IRS Commissioner John Koskinen has blamed the IRS’s “abysmal” customer service on congressional budget cuts–funding is down $1.2 billion from its 2010 peak–but a new congressional report points the finger back at the IRS. While congressional funding for the IRS remained flat from 2014 to 2015, the IRS diverted $134 million away from customer service to other activities.

In addition to the $11 billion appropriated by Congress, the IRS takes in more than $400 million in user fees and may allocate that money as it sees fit. In 2014, the IRS allocated $183 million in user fees to its customer service budget, but allocated just $49 million in 2015–a 76 percent cut.

Commissioner Koskinen will appear before the House Ways and Means Committee this morning, one week after the federal tax filing deadline, and he can expect to be asked why the IRS cut its own customer service budget and continues to spend money on other questionable activities.

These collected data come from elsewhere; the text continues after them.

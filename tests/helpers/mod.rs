//! Test utility functions for pipeboard
#![allow(dead_code)]

use async_trait::async_trait;
use pipeboard::board::{view::check_partition, Board};
use pipeboard::chat::{ChatBackend, ChatError, ChatMessage, ChatReply};
use pipeboard::core::presets::{grant_registry, newsletter_registry};
use pipeboard::core::{GrantFields, ItemFields, ItemId, NewsletterFields};
use pipeboard::persistence::{InMemoryPersistence, PersistenceBackend, StoredItem};
use std::sync::atomic::{AtomicBool, AtomicUsize, Ordering};
use std::sync::{Arc, Mutex};
use std::time::Duration;
use tokio::io::{AsyncReadExt, AsyncWriteExt};
use tokio::net::TcpListener;
use tokio::task::JoinHandle;

/// Scripted reply of the mock backend
#[derive(Debug, Clone)]
pub enum MockReply {
    Content(String),
    Status(u16),
}

/// Mock chat backend that returns predefined replies
///
/// Every request is recorded so tests can check what history was sent.
pub struct MockChatBackend {
    replies: Vec<MockReply>,
    index: AtomicUsize,
    requests: Mutex<Vec<Vec<ChatMessage>>>,
    simulate_delay: Option<Duration>,
}

impl MockChatBackend {
    pub fn new(replies: Vec<MockReply>) -> Self {
        Self {
            replies,
            index: AtomicUsize::new(0),
            requests: Mutex::new(Vec::new()),
            simulate_delay: None,
        }
    }

    /// Backend that answers every request with `content`
    pub fn answering(content: &str) -> Self {
        Self::new(vec![MockReply::Content(content.to_string())])
    }

    /// Backend that fails every request with `status`
    pub fn failing(status: u16) -> Self {
        Self::new(vec![MockReply::Status(status)])
    }

    /// Add artificial delay to simulate a slow endpoint
    pub fn with_delay(mut self, delay: Duration) -> Self {
        self.simulate_delay = Some(delay);
        self
    }

    /// Conversations sent so far, one entry per request
    pub fn requests(&self) -> Vec<Vec<ChatMessage>> {
        self.requests.lock().unwrap().clone()
    }

    pub fn calls(&self) -> usize {
        self.index.load(Ordering::SeqCst)
    }
}

#[async_trait]
impl ChatBackend for MockChatBackend {
    async fn complete(&self, messages: &[ChatMessage]) -> Result<ChatReply, ChatError> {
        self.requests.lock().unwrap().push(messages.to_vec());
        let idx = self.index.fetch_add(1, Ordering::SeqCst);

        if let Some(delay) = self.simulate_delay {
            tokio::time::sleep(delay).await;
        }

        // The last scripted reply repeats
        let reply = self
            .replies
            .get(idx)
            .or_else(|| self.replies.last())
            .cloned()
            .ok_or_else(|| ChatError::Http("MockChatBackend: no replies scripted".to_string()))?;

        match reply {
            MockReply::Content(content) => Ok(ChatReply { content }),
            MockReply::Status(status) => Err(ChatError::Status(status)),
        }
    }
}

/// In-memory backend whose writes can be switched off
pub struct FailingBackend {
    inner: InMemoryPersistence,
    fail: AtomicBool,
}

impl FailingBackend {
    pub fn new() -> Self {
        Self {
            inner: InMemoryPersistence::new(),
            fail: AtomicBool::new(false),
        }
    }

    pub fn fail_writes(&self, fail: bool) {
        self.fail.store(fail, Ordering::SeqCst);
    }

    fn check(&self) -> anyhow::Result<()> {
        if self.fail.load(Ordering::SeqCst) {
            anyhow::bail!("FailingBackend: writes disabled");
        }
        Ok(())
    }
}

#[async_trait]
impl PersistenceBackend for FailingBackend {
    async fn save_item(&self, item: &StoredItem) -> anyhow::Result<()> {
        self.check()?;
        self.inner.save_item(item).await
    }

    async fn delete_item(&self, board: &str, id: ItemId) -> anyhow::Result<()> {
        self.check()?;
        self.inner.delete_item(board, id).await
    }

    async fn load_items(&self, board: &str) -> anyhow::Result<Vec<StoredItem>> {
        self.inner.load_items(board).await
    }

    async fn list_boards(&self) -> anyhow::Result<Vec<String>> {
        self.inner.list_boards().await
    }

    async fn is_seeded(&self, board: &str) -> anyhow::Result<bool> {
        self.inner.is_seeded(board).await
    }

    async fn mark_seeded(&self, board: &str) -> anyhow::Result<()> {
        self.check()?;
        self.inner.mark_seeded(board).await
    }
}

pub fn grant_board() -> Board<GrantFields> {
    Board::new("grants", grant_registry().unwrap())
}

pub fn newsletter_board() -> Board<NewsletterFields> {
    Board::new("newsletter", newsletter_registry().unwrap())
}

/// Ids shown in one column of the board, in display order
pub fn column_ids<F: ItemFields>(board: &Board<F>, stage: &str) -> Vec<ItemId> {
    let items = board.list();
    let view = board.view(&items, None);
    view.column(stage)
        .map(|column| column.items.iter().map(|item| item.id).collect())
        .unwrap_or_default()
}

/// Assert every item sits in exactly one registered column
pub fn assert_partition<F: ItemFields>(board: &Board<F>) {
    let items = board.list();
    check_partition(board.registry(), &items).expect("Partition invariant violated");
}

/// Request captured by the stub server
#[derive(Debug, Clone)]
pub struct CapturedRequest {
    pub head: String,
    pub body: String,
}

/// One-shot HTTP server answering with `status` and `body`
///
/// Returns the URL to post to and a handle resolving to the request it saw.
pub async fn spawn_stub_server(status: u16, body: &str) -> (String, JoinHandle<CapturedRequest>) {
    spawn_stub_server_with_delay(status, body, Duration::ZERO).await
}

/// Like [`spawn_stub_server`], but waits `delay` before answering
pub async fn spawn_stub_server_with_delay(
    status: u16,
    body: &str,
    delay: Duration,
) -> (String, JoinHandle<CapturedRequest>) {
    let listener = TcpListener::bind("127.0.0.1:0").await.unwrap();
    let url = format!("http://{}/chat", listener.local_addr().unwrap());
    let body = body.to_string();

    let handle = tokio::spawn(async move {
        let (mut socket, _) = listener.accept().await.unwrap();
        let request = read_request(&mut socket).await;

        tokio::time::sleep(delay).await;

        let response = format!(
            "HTTP/1.1 {} Stub\r\nContent-Type: application/json\r\nContent-Length: {}\r\nConnection: close\r\n\r\n{}",
            status,
            body.len(),
            body
        );
        let _ = socket.write_all(response.as_bytes()).await;
        let _ = socket.shutdown().await;

        request
    });

    (url, handle)
}

async fn read_request(socket: &mut tokio::net::TcpStream) -> CapturedRequest {
    let mut buf = Vec::new();
    let mut chunk = [0u8; 4096];

    let header_end = loop {
        let n = socket.read(&mut chunk).await.unwrap();
        assert!(n > 0, "Connection closed before headers were complete");
        buf.extend_from_slice(&chunk[..n]);
        if let Some(pos) = find(&buf, b"\r\n\r\n") {
            break pos + 4;
        }
    };

    let head = String::from_utf8_lossy(&buf[..header_end]).to_string();
    let content_length = head
        .lines()
        .find_map(|line| {
            let (name, value) = line.split_once(':')?;
            name.eq_ignore_ascii_case("content-length")
                .then(|| value.trim().parse::<usize>().ok())
                .flatten()
        })
        .unwrap_or(0);

    while buf.len() < header_end + content_length {
        let n = socket.read(&mut chunk).await.unwrap();
        if n == 0 {
            break;
        }
        buf.extend_from_slice(&chunk[..n]);
    }

    CapturedRequest {
        head,
        body: String::from_utf8_lossy(&buf[header_end..]).to_string(),
    }
}

fn find(haystack: &[u8], needle: &[u8]) -> Option<usize> {
    haystack.windows(needle.len()).position(|window| window == needle)
}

The report notes that Koskinen reinstated bonuses weeks after his appointment, has allowed IRS employees to spend roughly 500,000 work hours on union activities, and failed to collect delinquent taxes owed by federal employees. The tax agency has also been strained by Obamacare. According to the report, the IRS has spent “over $1.2 billion on the President’s health care law to date, with a planned expenditure this year of an additional $500 million.”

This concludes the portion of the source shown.